Al otro lado de los Andes la figura de Onofroff no pasó desapercibida. Habían transcurrido ya tres años desde el escándalo y desenmascaramiento en territorio bonaerense, y los habitantes chilenos recibieron con los brazos abiertos al fascinador. Su presencia dejó huellas que mostraron la atracción que desplegaron los magnetizadores en la sociedad del cambio de siglo, al mismo tiempo que revelaron los significados, conflictos y proyecciones que rodearon a este tipo de sujetos y a su espectáculo. Un público diverso disfrutó y parodió sus actos, aplaudió su prestancia y su capacidad, transformándolo en un referente de entretención y de ciencia tanto en su primera visita, en 1898, como en su segunda, en 1913. Parte de ese público también sospechó de su presencia, mostrando en su desconfianza los procesos de cambio experimentados por la hipnosis con el paso del tiempo.
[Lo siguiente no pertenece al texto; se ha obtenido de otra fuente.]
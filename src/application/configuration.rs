//! OCPP configuration-key store
//!
//! Backs GetConfiguration / ChangeConfiguration on a charge point. Keys are
//! declared up front; unknown keys are never created by an update.

use std::collections::BTreeMap;
use std::sync::{PoisonError, RwLock};

use tracing::{debug, info};

use crate::application::registry::{CORE, LOCAL_AUTH_LIST_MANAGEMENT, SMART_CHARGING};
use crate::domain::messages::{
    ConfigurationStatus, GetConfigurationRequest, GetConfigurationResponse, KeyValue,
};

/// Mandatory keys per profile as `(key, readonly, default value)`.
const CORE_KEYS: &[(&str, bool, &str)] = &[
    ("AuthorizeRemoteTxRequests", false, "false"),
    ("ClockAlignedDataInterval", false, "0"),
    ("ConnectionTimeOut", false, "60"),
    ("ConnectorPhaseRotation", false, "NotApplicable"),
    ("GetConfigurationMaxKeys", true, "50"),
    ("HeartbeatInterval", false, "86400"),
    ("LocalAuthorizeOffline", false, "true"),
    ("LocalPreAuthorize", false, "false"),
    ("MeterValuesAlignedData", false, "Energy.Active.Import.Register"),
    ("MeterValuesSampledData", false, "Energy.Active.Import.Register"),
    ("MeterValueSampleInterval", false, "60"),
    ("NumberOfConnectors", true, "1"),
    ("ResetRetries", false, "3"),
    ("StopTransactionOnEVSideDisconnect", false, "true"),
    ("StopTransactionOnInvalidId", false, "true"),
    ("StopTxnAlignedData", false, ""),
    ("StopTxnSampledData", false, ""),
    ("SupportedFeatureProfiles", true, "Core"),
    ("TransactionMessageAttempts", false, "3"),
    ("TransactionMessageRetryInterval", false, "60"),
    ("UnlockConnectorOnEVSideDisconnect", false, "true"),
];

const LOCAL_AUTH_LIST_KEYS: &[(&str, bool, &str)] = &[
    ("LocalAuthListEnabled", false, "true"),
    ("LocalAuthListMaxLength", true, "100"),
    ("SendLocalListMaxLength", true, "20"),
];

const SMART_CHARGING_KEYS: &[(&str, bool, &str)] = &[
    ("ChargeProfileMaxStackLevel", true, "8"),
    ("ChargingScheduleAllowedChargingRateUnit", true, "Current,Power"),
    ("ChargingScheduleMaxPeriods", true, "24"),
    ("MaxChargingProfilesInstalled", true, "8"),
];

/// Keys whose change only takes effect after a reboot.
const REBOOT_KEYS: &[&str] = &["ConnectorPhaseRotation", "NumberOfConnectors"];

fn mandatory_keys(profile: &str) -> &'static [(&'static str, bool, &'static str)] {
    match profile {
        CORE => CORE_KEYS,
        LOCAL_AUTH_LIST_MANAGEMENT => LOCAL_AUTH_LIST_KEYS,
        SMART_CHARGING => SMART_CHARGING_KEYS,
        _ => &[],
    }
}

#[derive(Debug, Clone, PartialEq)]
struct Entry {
    readonly: bool,
    value: Option<String>,
}

#[derive(Debug, Default)]
pub struct ConfigurationStore {
    entries: RwLock<BTreeMap<String, Entry>>,
}

impl ConfigurationStore {
    pub fn new() -> Self {
        Self::default()
    }

    /// A store holding every mandatory key of `profiles` with its default
    /// value; `SupportedFeatureProfiles` lists the profiles.
    pub fn with_mandatory_keys(profiles: &[&str]) -> Self {
        let store = Self::new();
        for profile in profiles {
            for (key, readonly, value) in mandatory_keys(profile) {
                store.declare(*key, Some(value.to_string()), *readonly);
            }
        }
        if profiles.contains(&CORE) {
            store.declare("SupportedFeatureProfiles", Some(profiles.join(",")), true);
        }
        store
    }

    /// Add or replace a key, bypassing the read-only flag.
    pub fn declare(&self, key: impl Into<String>, value: Option<String>, readonly: bool) {
        self.entries
            .write()
            .unwrap_or_else(PoisonError::into_inner)
            .insert(key.into(), Entry { readonly, value });
    }

    pub fn get_value(&self, key: &str) -> Option<String> {
        self.entries
            .read()
            .unwrap_or_else(PoisonError::into_inner)
            .get(key)
            .and_then(|entry| entry.value.clone())
    }

    /// Apply a ChangeConfiguration.
    pub fn update_key(&self, key: &str, value: &str) -> ConfigurationStatus {
        let mut entries = self.entries.write().unwrap_or_else(PoisonError::into_inner);
        let Some(entry) = entries.get_mut(key) else {
            debug!(key, "Unknown configuration key");
            return ConfigurationStatus::NotSupported;
        };
        if entry.readonly {
            debug!(key, "Refusing to change read-only configuration key");
            return ConfigurationStatus::Rejected;
        }

        entry.value = Some(value.to_string());
        info!(key, value, "Configuration key updated");
        if REBOOT_KEYS.iter().any(|k| *k == key) {
            ConfigurationStatus::RebootRequired
        } else {
            ConfigurationStatus::Accepted
        }
    }

    /// Look up `keys` (every key when empty). Returns the known entries and
    /// the requested keys that are unknown.
    pub fn get_configuration(&self, keys: &[String]) -> (Vec<KeyValue>, Vec<String>) {
        let entries = self.entries.read().unwrap_or_else(PoisonError::into_inner);
        let to_key_value = |key: &String, entry: &Entry| KeyValue {
            key: key.clone(),
            readonly: entry.readonly,
            value: entry.value.clone(),
        };

        if keys.is_empty() {
            let known = entries.iter().map(|(k, e)| to_key_value(k, e)).collect();
            return (known, Vec::new());
        }

        let mut known = Vec::new();
        let mut unknown = Vec::new();
        for key in keys {
            match entries.get_key_value(key) {
                Some((k, e)) => known.push(to_key_value(k, e)),
                None => unknown.push(key.clone()),
            }
        }
        (known, unknown)
    }

    /// Answer a GetConfiguration request.
    pub fn answer(&self, request: &GetConfigurationRequest) -> GetConfigurationResponse {
        let keys = request.key.clone().unwrap_or_default();
        let (known, unknown) = self.get_configuration(&keys);
        GetConfigurationResponse {
            configuration_key: (!known.is_empty()).then_some(known),
            unknown_key: (!unknown.is_empty()).then_some(unknown),
        }
    }

    /// Mandatory keys of `profiles` that the store does not hold.
    pub fn validate_mandatory_keys(&self, profiles: &[&str]) -> Result<(), Vec<String>> {
        let entries = self.entries.read().unwrap_or_else(PoisonError::into_inner);
        let missing: Vec<String> = profiles
            .iter()
            .flat_map(|profile| mandatory_keys(profile).iter())
            .filter(|(key, _, _)| !entries.contains_key(*key))
            .map(|(key, _, _)| key.to_string())
            .collect();

        if missing.is_empty() {
            Ok(())
        } else {
            Err(missing)
        }
    }
}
La atracción que ejerció Onofroff se reflejó particularmente en la prensa (...). Su incorporación en la trama de una velada social ilustra el reconocimiento transversal que alcanzó el magnetizador, mientras que la referencia a la familia “Soto i Soto”, un apellido abundante en el país, y la presencia de “Pepito”, seudónimo común asignado a los jóvenes, remiten a una situación habitual en muchos hogares del país, independiente del carácter acomodado atribuido a los personajes de la escena en la Lira Chilena, un periódico que alcanzaba un tiraje de 10.000 a 12.000 ejemplares. El hipnotismo aparece en la velada como recurso recreacional asociado a la industria, al progreso y a Onofroff. Su caracterización como acto lúdico, tanto privado como público, dentro del abanico de distracciones que aportaba el fn de siglo, se manifiesta en la conversación y en la invitación de la señora Soto a Pepito a ejecutar actos hipnóticos. Se lo asocia a la industria nacional, como parte de los experimentos, experiencias y novedades que trae el progreso y la modernidad. Se lo vincula también a figuras específicas, ironizando que el solo nombre de Pepinof, en directa referencia a Onofroff, le daría altura y prestigio, así como publicidad y difusión. En este sentido, pese a que el hipnotismo estaba en boca de todos, solo unos pocos estaban destinados a gozar del beneficio de ser reconocidos como hipnotizadores e ilusionistas de los grandes teatros, entre estos Onofroff.